══ INFORMATION

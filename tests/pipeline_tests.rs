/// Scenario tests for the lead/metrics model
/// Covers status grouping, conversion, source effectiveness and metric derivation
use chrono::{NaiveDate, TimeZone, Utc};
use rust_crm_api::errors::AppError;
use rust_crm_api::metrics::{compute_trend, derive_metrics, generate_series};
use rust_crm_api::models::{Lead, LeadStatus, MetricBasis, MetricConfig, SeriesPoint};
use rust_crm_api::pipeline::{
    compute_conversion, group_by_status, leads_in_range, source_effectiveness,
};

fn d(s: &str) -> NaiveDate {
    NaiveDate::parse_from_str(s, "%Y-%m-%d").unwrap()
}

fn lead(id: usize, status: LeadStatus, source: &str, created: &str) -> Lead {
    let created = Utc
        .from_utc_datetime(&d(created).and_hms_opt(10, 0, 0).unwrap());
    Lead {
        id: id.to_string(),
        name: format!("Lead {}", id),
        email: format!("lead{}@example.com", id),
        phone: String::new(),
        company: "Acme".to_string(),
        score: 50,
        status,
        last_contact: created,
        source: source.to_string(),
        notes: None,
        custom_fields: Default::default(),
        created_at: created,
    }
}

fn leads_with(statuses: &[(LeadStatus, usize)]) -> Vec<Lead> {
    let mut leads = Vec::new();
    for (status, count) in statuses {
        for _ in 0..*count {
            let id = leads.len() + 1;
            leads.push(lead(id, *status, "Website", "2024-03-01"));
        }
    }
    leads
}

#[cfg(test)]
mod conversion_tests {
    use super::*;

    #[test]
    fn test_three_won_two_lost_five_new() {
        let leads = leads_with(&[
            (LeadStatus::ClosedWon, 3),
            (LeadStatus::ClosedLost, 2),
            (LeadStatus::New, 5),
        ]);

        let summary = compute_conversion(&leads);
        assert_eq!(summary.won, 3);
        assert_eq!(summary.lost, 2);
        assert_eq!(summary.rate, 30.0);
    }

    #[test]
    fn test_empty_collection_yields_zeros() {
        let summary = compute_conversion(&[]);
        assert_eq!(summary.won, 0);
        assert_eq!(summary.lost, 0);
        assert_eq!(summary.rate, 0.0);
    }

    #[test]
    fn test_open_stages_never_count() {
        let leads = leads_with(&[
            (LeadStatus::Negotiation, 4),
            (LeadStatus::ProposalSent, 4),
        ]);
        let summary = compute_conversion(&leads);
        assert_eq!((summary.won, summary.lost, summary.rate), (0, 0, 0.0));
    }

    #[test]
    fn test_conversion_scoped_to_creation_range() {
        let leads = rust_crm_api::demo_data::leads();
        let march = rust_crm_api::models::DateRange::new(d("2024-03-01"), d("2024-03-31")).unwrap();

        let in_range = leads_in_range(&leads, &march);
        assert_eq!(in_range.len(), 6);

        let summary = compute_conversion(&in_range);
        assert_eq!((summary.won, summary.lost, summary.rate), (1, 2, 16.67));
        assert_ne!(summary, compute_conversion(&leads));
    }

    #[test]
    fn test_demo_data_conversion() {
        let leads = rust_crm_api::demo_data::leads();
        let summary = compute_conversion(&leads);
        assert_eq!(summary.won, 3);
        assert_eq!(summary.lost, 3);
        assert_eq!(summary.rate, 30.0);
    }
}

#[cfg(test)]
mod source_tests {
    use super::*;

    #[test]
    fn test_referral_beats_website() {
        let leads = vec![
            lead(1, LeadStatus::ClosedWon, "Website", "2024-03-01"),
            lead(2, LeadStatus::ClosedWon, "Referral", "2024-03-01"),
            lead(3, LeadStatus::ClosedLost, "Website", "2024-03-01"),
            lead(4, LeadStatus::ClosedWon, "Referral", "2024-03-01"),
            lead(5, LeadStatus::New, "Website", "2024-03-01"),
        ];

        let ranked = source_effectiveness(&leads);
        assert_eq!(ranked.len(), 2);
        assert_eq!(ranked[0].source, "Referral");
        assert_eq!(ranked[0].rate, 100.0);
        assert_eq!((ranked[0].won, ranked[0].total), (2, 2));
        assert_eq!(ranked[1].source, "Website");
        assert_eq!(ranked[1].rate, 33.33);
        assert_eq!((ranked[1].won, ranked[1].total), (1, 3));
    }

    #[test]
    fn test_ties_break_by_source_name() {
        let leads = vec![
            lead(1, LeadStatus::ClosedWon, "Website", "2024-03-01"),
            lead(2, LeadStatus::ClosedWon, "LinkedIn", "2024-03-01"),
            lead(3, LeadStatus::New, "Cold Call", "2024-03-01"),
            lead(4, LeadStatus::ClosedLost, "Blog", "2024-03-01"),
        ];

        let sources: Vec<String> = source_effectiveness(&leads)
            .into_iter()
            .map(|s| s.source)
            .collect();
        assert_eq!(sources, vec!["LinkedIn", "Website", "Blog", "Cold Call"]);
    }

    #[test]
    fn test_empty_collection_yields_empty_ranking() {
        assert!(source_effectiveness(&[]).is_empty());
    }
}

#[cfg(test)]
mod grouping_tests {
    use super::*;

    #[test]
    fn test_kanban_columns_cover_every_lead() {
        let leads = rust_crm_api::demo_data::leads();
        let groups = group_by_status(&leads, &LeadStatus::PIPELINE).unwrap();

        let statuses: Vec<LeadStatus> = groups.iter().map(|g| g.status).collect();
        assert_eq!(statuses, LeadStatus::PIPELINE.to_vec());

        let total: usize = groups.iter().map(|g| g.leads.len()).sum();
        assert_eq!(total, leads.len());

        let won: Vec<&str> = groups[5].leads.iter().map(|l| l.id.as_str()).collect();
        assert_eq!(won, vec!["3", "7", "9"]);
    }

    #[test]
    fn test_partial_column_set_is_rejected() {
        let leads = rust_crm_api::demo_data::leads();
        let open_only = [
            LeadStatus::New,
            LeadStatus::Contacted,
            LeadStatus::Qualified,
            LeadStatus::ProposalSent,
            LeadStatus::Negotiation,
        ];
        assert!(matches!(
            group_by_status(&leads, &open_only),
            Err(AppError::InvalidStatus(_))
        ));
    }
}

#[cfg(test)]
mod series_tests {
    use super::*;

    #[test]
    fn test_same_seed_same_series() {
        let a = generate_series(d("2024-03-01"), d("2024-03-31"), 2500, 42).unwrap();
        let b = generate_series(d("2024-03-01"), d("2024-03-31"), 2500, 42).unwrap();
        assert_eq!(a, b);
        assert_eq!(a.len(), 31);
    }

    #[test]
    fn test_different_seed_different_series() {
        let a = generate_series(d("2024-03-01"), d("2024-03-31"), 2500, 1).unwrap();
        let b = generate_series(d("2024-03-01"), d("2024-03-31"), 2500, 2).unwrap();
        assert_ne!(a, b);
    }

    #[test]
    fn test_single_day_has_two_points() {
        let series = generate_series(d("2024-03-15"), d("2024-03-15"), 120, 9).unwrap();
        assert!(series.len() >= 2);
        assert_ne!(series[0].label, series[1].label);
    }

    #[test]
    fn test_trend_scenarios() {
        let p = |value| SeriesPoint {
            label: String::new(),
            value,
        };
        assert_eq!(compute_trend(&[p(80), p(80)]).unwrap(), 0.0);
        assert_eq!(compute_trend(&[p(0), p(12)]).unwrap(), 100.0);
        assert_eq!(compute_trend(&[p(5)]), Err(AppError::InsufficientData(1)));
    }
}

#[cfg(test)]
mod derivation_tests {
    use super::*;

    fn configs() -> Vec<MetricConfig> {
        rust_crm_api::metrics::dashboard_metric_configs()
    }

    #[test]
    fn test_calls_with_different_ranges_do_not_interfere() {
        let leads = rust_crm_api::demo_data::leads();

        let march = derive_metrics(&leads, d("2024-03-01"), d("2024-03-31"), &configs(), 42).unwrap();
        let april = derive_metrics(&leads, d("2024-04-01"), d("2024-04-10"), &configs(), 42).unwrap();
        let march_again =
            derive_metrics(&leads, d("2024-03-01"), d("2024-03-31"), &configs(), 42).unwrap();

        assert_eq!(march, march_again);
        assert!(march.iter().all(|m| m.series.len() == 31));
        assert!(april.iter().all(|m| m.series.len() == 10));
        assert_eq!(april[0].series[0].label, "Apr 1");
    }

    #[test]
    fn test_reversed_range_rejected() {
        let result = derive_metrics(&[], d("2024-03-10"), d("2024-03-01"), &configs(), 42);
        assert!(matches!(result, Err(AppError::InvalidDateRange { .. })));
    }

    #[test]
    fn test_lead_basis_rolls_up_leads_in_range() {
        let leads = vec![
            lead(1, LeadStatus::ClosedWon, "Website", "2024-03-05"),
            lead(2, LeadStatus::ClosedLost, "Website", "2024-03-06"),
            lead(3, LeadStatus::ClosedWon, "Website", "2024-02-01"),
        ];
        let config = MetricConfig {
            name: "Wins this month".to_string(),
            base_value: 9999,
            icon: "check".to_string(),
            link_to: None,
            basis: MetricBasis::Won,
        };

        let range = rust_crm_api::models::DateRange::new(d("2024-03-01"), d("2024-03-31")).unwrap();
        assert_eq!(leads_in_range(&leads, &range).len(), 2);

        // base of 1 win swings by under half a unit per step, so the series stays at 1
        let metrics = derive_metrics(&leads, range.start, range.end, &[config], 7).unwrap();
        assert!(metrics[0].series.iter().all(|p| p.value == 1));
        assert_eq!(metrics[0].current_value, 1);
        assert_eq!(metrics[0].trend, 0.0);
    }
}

════

EXERCISE OBJECTIVE: In the listing above, each line with the word "MetricConfig" is to be copied out.

TASK SOLUTION:
use rust_crm_api::models::{Lead, LeadStatus, MetricBasis, MetricConfig, SeriesPoint};
    fn configs() -> Vec<MetricConfig> {
        let config = MetricConfig {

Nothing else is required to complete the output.